[Data records]
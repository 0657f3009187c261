//! Open/closed state machine for the "More" dropdown.

use menubar_types::{ItemId, MenuItem};
use ratatui::layout::{Position, Rect};
use tracing::debug;

#[derive(Debug, Clone, Copy, PartialEq, Eq, Default)]
pub enum DropdownPhase {
    #[default]
    Closed,
    Open,
}

/// Why the dropdown closed. Decides whether focus returns to the toggle.
#[derive(Debug, Clone, Copy, PartialEq, Eq)]
pub enum CloseReason {
    /// `Escape` pressed inside the dropdown.
    Escape,
    /// `Tab` pressed inside the dropdown; default tab order continues.
    Tab,
    /// Pointer pressed outside the menu bar's rendering root.
    OutsidePointer,
    /// A proxy entry was activated.
    Activation { keyboard: bool },
    /// The toggle control was activated while open.
    Toggle { keyboard: bool },
    /// A layout pass left nothing overflowed.
    OverflowCleared,
    /// The menu bar was unmounted or the overflow feature disabled.
    Detached,
}

impl CloseReason {
    pub fn returns_focus_to_toggle(self) -> bool {
        match self {
            CloseReason::Escape => true,
            CloseReason::Activation { keyboard } | CloseReason::Toggle { keyboard } => keyboard,
            CloseReason::Tab | CloseReason::OutsidePointer | CloseReason::OverflowCleared | CloseReason::Detached => false,
        }
    }
}

/// Dropdown stand-in for an overflowed item.
#[derive(Debug, Clone, PartialEq, Eq)]
pub struct ProxyEntry {
    pub item: ItemId,
    pub label: String,
    pub disabled: bool,
    pub selected: bool,
}

impl From<&MenuItem> for ProxyEntry {
    fn from(item: &MenuItem) -> Self {
        Self {
            item: item.id,
            label: item.label.clone(),
            disabled: item.disabled,
            selected: item.selected,
        }
    }
}

/// Result of a close transition.
#[derive(Debug, Clone, Copy, PartialEq, Eq)]
pub struct CloseOutcome {
    pub reason: CloseReason,
    pub focus_toggle: bool,
}

/// Dropdown controller state. Entries exist only while open.
#[derive(Debug, Default, Clone)]
pub struct DropdownState {
    phase: DropdownPhase,
    entries: Vec<ProxyEntry>,
    active: Option<usize>,
    /// Last rendered toggle control area; the dropdown anchors below it.
    pub anchor: Option<Rect>,
    /// Last rendered popup area, including borders.
    pub area: Option<Rect>,
    /// Last rendered per-entry rows for hit testing.
    pub entry_areas: Vec<Rect>,
}

impl DropdownState {
    pub fn phase(&self) -> DropdownPhase {
        self.phase
    }

    pub fn is_open(&self) -> bool {
        self.phase == DropdownPhase::Open
    }

    pub fn entries(&self) -> &[ProxyEntry] {
        &self.entries
    }

    pub fn entry(&self, index: usize) -> Option<&ProxyEntry> {
        self.entries.get(index)
    }

    /// Index of the entry holding dropdown focus.
    pub fn active(&self) -> Option<usize> {
        self.active
    }

    pub fn set_active(&mut self, index: Option<usize>) {
        self.active = index.filter(|i| *i < self.entries.len());
    }

    /// Opens over `overflowed`. A no-op when nothing overflows or when already
    /// open. Returns `true` on a Closed → Open transition.
    pub fn open(&mut self, overflowed: &[MenuItem]) -> bool {
        if overflowed.is_empty() || self.is_open() {
            return false;
        }
        self.entries = overflowed.iter().map(ProxyEntry::from).collect();
        self.active = None;
        self.phase = DropdownPhase::Open;
        debug!(entries = self.entries.len(), "dropdown opened");
        true
    }

    /// Closes the dropdown. `None` when it was already closed.
    pub fn close(&mut self, reason: CloseReason) -> Option<CloseOutcome> {
        if !self.is_open() {
            return None;
        }
        self.phase = DropdownPhase::Closed;
        self.entries.clear();
        self.entry_areas.clear();
        self.active = None;
        self.area = None;
        debug!(?reason, "dropdown closed");
        Some(CloseOutcome {
            reason,
            focus_toggle: reason.returns_focus_to_toggle(),
        })
    }

    /// Applies the latest classification. An empty overflow set forces
    /// `Closed`; otherwise an open dropdown rebuilds its entries, keeping the
    /// active entry when its item is still overflowed.
    pub fn sync_overflow(&mut self, overflowed: &[MenuItem]) -> Option<CloseOutcome> {
        if overflowed.is_empty() {
            return self.close(CloseReason::OverflowCleared);
        }
        if self.is_open() {
            let active_item = self.active.and_then(|i| self.entries.get(i)).map(|entry| entry.item);
            self.entries = overflowed.iter().map(ProxyEntry::from).collect();
            self.active = active_item.and_then(|id| self.entries.iter().position(|entry| entry.item == id));
        }
        None
    }

    /// Hit-tests a pointer position against the rendered popup.
    pub fn contains(&self, column: u16, row: u16) -> bool {
        self.area.is_some_and(|area| area.contains(Position::new(column, row)))
    }

    /// Entry index under a pointer position.
    pub fn entry_at(&self, column: u16, row: u16) -> Option<usize> {
        let position = Position::new(column, row);
        self.entry_areas.iter().position(|area| area.contains(position))
    }
}

#[cfg(test)]
mod tests {
    use super::*;

    fn overflowed() -> Vec<MenuItem> {
        vec![MenuItem::new(3, "Docs"), MenuItem::new(4, "Blog"), MenuItem::new(5, "About")]
    }

    #[test]
    fn opening_with_empty_overflow_is_a_noop() {
        let mut dropdown = DropdownState::default();
        assert!(!dropdown.open(&[]));
        assert!(!dropdown.is_open());
        assert!(dropdown.entries().is_empty());
    }

    #[test]
    fn open_and_close_are_idempotent() {
        let mut dropdown = DropdownState::default();
        assert!(dropdown.open(&overflowed()));
        assert!(!dropdown.open(&overflowed()));
        assert_eq!(dropdown.entries().len(), 3);

        let outcome = dropdown.close(CloseReason::Escape).unwrap();
        assert!(outcome.focus_toggle);
        assert!(dropdown.close(CloseReason::Escape).is_none());
        assert!(dropdown.entries().is_empty());
    }

    #[test]
    fn outside_pointer_close_keeps_focus_in_place() {
        let mut dropdown = DropdownState::default();
        dropdown.open(&overflowed());
        let outcome = dropdown.close(CloseReason::OutsidePointer).unwrap();
        assert!(!outcome.focus_toggle);
    }

    #[test]
    fn empty_classification_forces_closed() {
        let mut dropdown = DropdownState::default();
        dropdown.open(&overflowed());
        let outcome = dropdown.sync_overflow(&[]).unwrap();
        assert_eq!(outcome.reason, CloseReason::OverflowCleared);
        assert_eq!(dropdown.phase(), DropdownPhase::Closed);
    }

    #[test]
    fn resync_keeps_active_entry_by_identity() {
        let mut dropdown = DropdownState::default();
        dropdown.open(&overflowed());
        dropdown.set_active(Some(1));

        // The bar grew: "Docs" moved back inline.
        let remaining = vec![MenuItem::new(4, "Blog"), MenuItem::new(5, "About")];
        assert!(dropdown.sync_overflow(&remaining).is_none());
        assert_eq!(dropdown.active(), Some(0));
        assert_eq!(dropdown.entries()[0].item, ItemId(4));
    }

    #[test]
    fn hit_testing_uses_rendered_areas() {
        let mut dropdown = DropdownState::default();
        dropdown.open(&overflowed());
        dropdown.area = Some(Rect::new(10, 1, 12, 5));
        dropdown.entry_areas = vec![Rect::new(11, 2, 10, 1), Rect::new(11, 3, 10, 1)];
        assert!(dropdown.contains(10, 1));
        assert!(!dropdown.contains(22, 1));
        assert_eq!(dropdown.entry_at(12, 3), Some(1));
        assert_eq!(dropdown.entry_at(12, 5), None);
    }
}
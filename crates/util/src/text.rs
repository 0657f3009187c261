//! Terminal cell measurement for menu labels.

use std::path::PathBuf;

use dirs_next::home_dir;
use unicode_width::UnicodeWidthStr;

/// Display width of `text` in terminal cells, saturating at `u16::MAX`.
pub fn display_width(text: &str) -> u16 {
    u16::try_from(UnicodeWidthStr::width(text)).unwrap_or(u16::MAX)
}

/// Width of a label rendered with `padding` blank cells on each side.
pub fn padded_width(text: &str, padding: u16) -> u16 {
    display_width(text).saturating_add(padding.saturating_mul(2))
}

/// Truncates `text` so it fits into `max_width` cells, appending an ellipsis
/// when anything was cut.
pub fn truncate_to_width(text: &str, max_width: u16) -> String {
    if display_width(text) <= max_width {
        return text.to_string();
    }
    if max_width == 0 {
        return String::new();
    }
    let budget = usize::from(max_width - 1);
    let mut used = 0;
    let mut out = String::new();
    for ch in text.chars() {
        let w = unicode_width::UnicodeWidthChar::width(ch).unwrap_or(0);
        if used + w > budget {
            break;
        }
        used += w;
        out.push(ch);
    }
    out.push('…');
    out
}

/// Expands a leading `~` to the user's home directory.
pub fn expand_tilde(path: &str) -> PathBuf {
    let trimmed = path.trim();
    let home = || home_dir().unwrap_or_else(|| PathBuf::from("~"));
    if trimmed == "~" {
        return home();
    }
    match trimmed.strip_prefix("~/").or_else(|| trimmed.strip_prefix("~\\")) {
        Some(rest) => home().join(rest),
        None => PathBuf::from(trimmed),
    }
}

#[cfg(test)]
mod tests {
    use super::*;

    #[test]
    fn wide_glyphs_count_two_cells() {
        assert_eq!(display_width("Docs"), 4);
        assert_eq!(display_width("設定"), 4);
        assert_eq!(padded_width("Docs", 1), 6);
    }

    #[test]
    fn truncation_keeps_within_budget() {
        assert_eq!(truncate_to_width("Settings", 8), "Settings");
        assert_eq!(truncate_to_width("Settings", 5), "Sett…");
        assert_eq!(truncate_to_width("Settings", 0), "");
    }

    #[test]
    fn plain_paths_are_untouched() {
        assert_eq!(expand_tilde(" /tmp/menubar.json "), PathBuf::from("/tmp/menubar.json"));
    }
}
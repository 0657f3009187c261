//! Theme styling for the menu bar: semantic roles, the Nord palette, and
//! helper builders for ratatui widgets and styles.

pub mod nord;
pub mod roles;
pub mod theme_helpers;

pub use nord::NordTheme;
pub use roles::Theme;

▶ **WHAT NEEDS TO BE DONE**: For this exercise, please output exactly the lines above starting at the line with "if overflowed.is_empty() ||" and ending at the line with "entries, keeping the", ends included.

▶ **SOLUTION**:
        if overflowed.is_empty() || self.is_open() {
            return false;
        }
        self.entries = overflowed.iter().map(ProxyEntry::from).collect();
        self.active = None;
        self.phase = DropdownPhase::Open;
        debug!(entries = self.entries.len(), "dropdown opened");
        true
    }

    /// Closes the dropdown. `None` when it was already closed.
    pub fn close(&mut self, reason: CloseReason) -> Option<CloseOutcome> {
        if !self.is_open() {
            return None;
        }
        self.phase = DropdownPhase::Closed;
        self.entries.clear();
        self.entry_areas.clear();
        self.active = None;
        self.area = None;
        debug!(?reason, "dropdown closed");
        Some(CloseOutcome {
            reason,
            focus_toggle: reason.returns_focus_to_toggle(),
        })
    }

    /// Applies the latest classification. An empty overflow set forces
    /// `Closed`; otherwise an open dropdown rebuilds its entries, keeping the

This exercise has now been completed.